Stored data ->
________________

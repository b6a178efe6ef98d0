//! Dashboard HTTP handlers and view rendering.

use std::sync::{Arc, Mutex};

use axum::{
    Extension,
    extract::{FromRef, State},
    response::{IntoResponse, Response},
};
use maud::{Markup, html};
use rusqlite::Connection;

use crate::{
    AppState, Error,
    aggregate::{CategoryShare, Totals, compute_totals, expense_breakdown},
    endpoints,
    filter::RecordFilter,
    html::{CARD_STYLE, HeadElement, PAGE_CONTAINER_STYLE, base, link},
    money::{Currency, format_money},
    navigation::NavBar,
    reminder::{Reminder, fetch_reminders},
    session::Session,
    timezone::local_today,
};

use super::{
    cards::totals_cards_view,
    charts::{DashboardChart, breakdown_chart, chart_view, charts_script},
};

/// How many pending reminders the dashboard previews.
const UPCOMING_REMINDER_LIMIT: usize = 5;

/// The state needed for displaying the dashboard page.
#[derive(Debug, Clone)]
pub struct DashboardState {
    /// The database connection for reading records.
    pub db_connection: Arc<Mutex<Connection>>,
    /// The local timezone as a canonical timezone name, e.g. "Pacific/Auckland".
    pub local_timezone: String,
}

impl FromRef<AppState> for DashboardState {
    fn from_ref(state: &AppState) -> Self {
        Self {
            db_connection: state.db_connection.clone(),
            local_timezone: state.local_timezone.clone(),
        }
    }
}

/// Display a page with an overview of the user's data.
pub async fn get_dashboard_page(
    State(state): State<DashboardState>,
    Extension(session): Extension<Session>,
) -> Result<Response, Error> {
    let today = local_today(&state.local_timezone)
        .ok_or_else(|| Error::InvalidTimezoneError(state.local_timezone.clone()))?;

    let connection = state
        .db_connection
        .lock()
        .inspect_err(|error| tracing::error!("could not acquire database lock: {error}"))
        .map_err(|_| Error::DatabaseLockError)?;

    let expenses = crate::expense::fetch_expenses(
        Some(&session),
        &RecordFilter::none(),
        today,
        &connection,
    )?;
    let income =
        crate::income::fetch_income(Some(&session), &RecordFilter::none(), today, &connection)?;
    let reminders = fetch_reminders(Some(&session), &connection)?;

    let totals = compute_totals(&income, &expenses);
    let breakdown = expense_breakdown(&expenses);

    let upcoming: Vec<&Reminder> = reminders
        .iter()
        .filter(|reminder| !reminder.is_completed)
        .take(UPCOMING_REMINDER_LIMIT)
        .collect();

    Ok(dashboard_view(&session, &totals, &breakdown, &upcoming).into_response())
}

fn dashboard_view(
    session: &Session,
    totals: &Totals,
    breakdown: &[CategoryShare],
    upcoming: &[&Reminder],
) -> Markup {
    let nav_bar = NavBar::new(endpoints::DASHBOARD_VIEW).into_html();

    let chart = DashboardChart {
        id: "category-breakdown-chart",
        options: breakdown_chart(breakdown).to_string(),
    };

    let head_elements = [
        HeadElement::ScriptLink("/static/echarts.6.0.0.min.js".to_owned()),
        charts_script(std::slice::from_ref(&chart)),
    ];

    let content = html! {
        (nav_bar)
        div class=(PAGE_CONTAINER_STYLE)
        {
            div class="w-full max-w-4xl"
            {
                p class="text-sm text-gray-500 dark:text-gray-400 mb-4"
                {
                    "Signed in as " (session.email)
                }

                (totals_cards_view(totals))

                div class="grid grid-cols-1 lg:grid-cols-2 gap-4"
                {
                    div class=(CARD_STYLE)
                    {
                        @if breakdown.is_empty() {
                            p class="text-gray-500 dark:text-gray-400" { "No data to display" }
                        } @else {
                            (chart_view(&chart))

                            ul class="space-y-1 mt-4"
                            {
                                @for share in breakdown {
                                    li class="flex justify-between text-sm"
                                    {
                                        span { (share.label) }
                                        span class="font-medium"
                                        {
                                            (format_money(share.total, Currency::Usd))
                                            span class="text-gray-500 ml-1" { " (" (share.percent) "%)" }
                                        }
                                    }
                                }
                            }
                        }
                    }

                    div class=(CARD_STYLE)
                    {
                        div class="flex justify-between items-baseline mb-2"
                        {
                            h3 class="font-semibold" { "Upcoming Reminders" }
                            p { (link(endpoints::REMINDERS_VIEW, "View all")) }
                        }

                        @if upcoming.is_empty() {
                            p class="text-gray-500 dark:text-gray-400" { "Nothing due." }
                        }

                        ul class="space-y-2"
                        {
                            @for reminder in upcoming {
                                li class="flex justify-between text-sm"
                                {
                                    span { (reminder.title) }
                                    span class="text-gray-500" { "due " (reminder.due_date) }
                                }
                            }
                        }
                    }
                }
            }
        }
    };

    base("Dashboard", &head_elements, &content)
}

________________

AIM OF THE EXERCISE -> Check each line of the records for the string "between" and copy those that have it.

FINISHED TASK ->
                                    li class="flex justify-between text-sm"
                        div class="flex justify-between items-baseline mb-2"
                                li class="flex justify-between text-sm"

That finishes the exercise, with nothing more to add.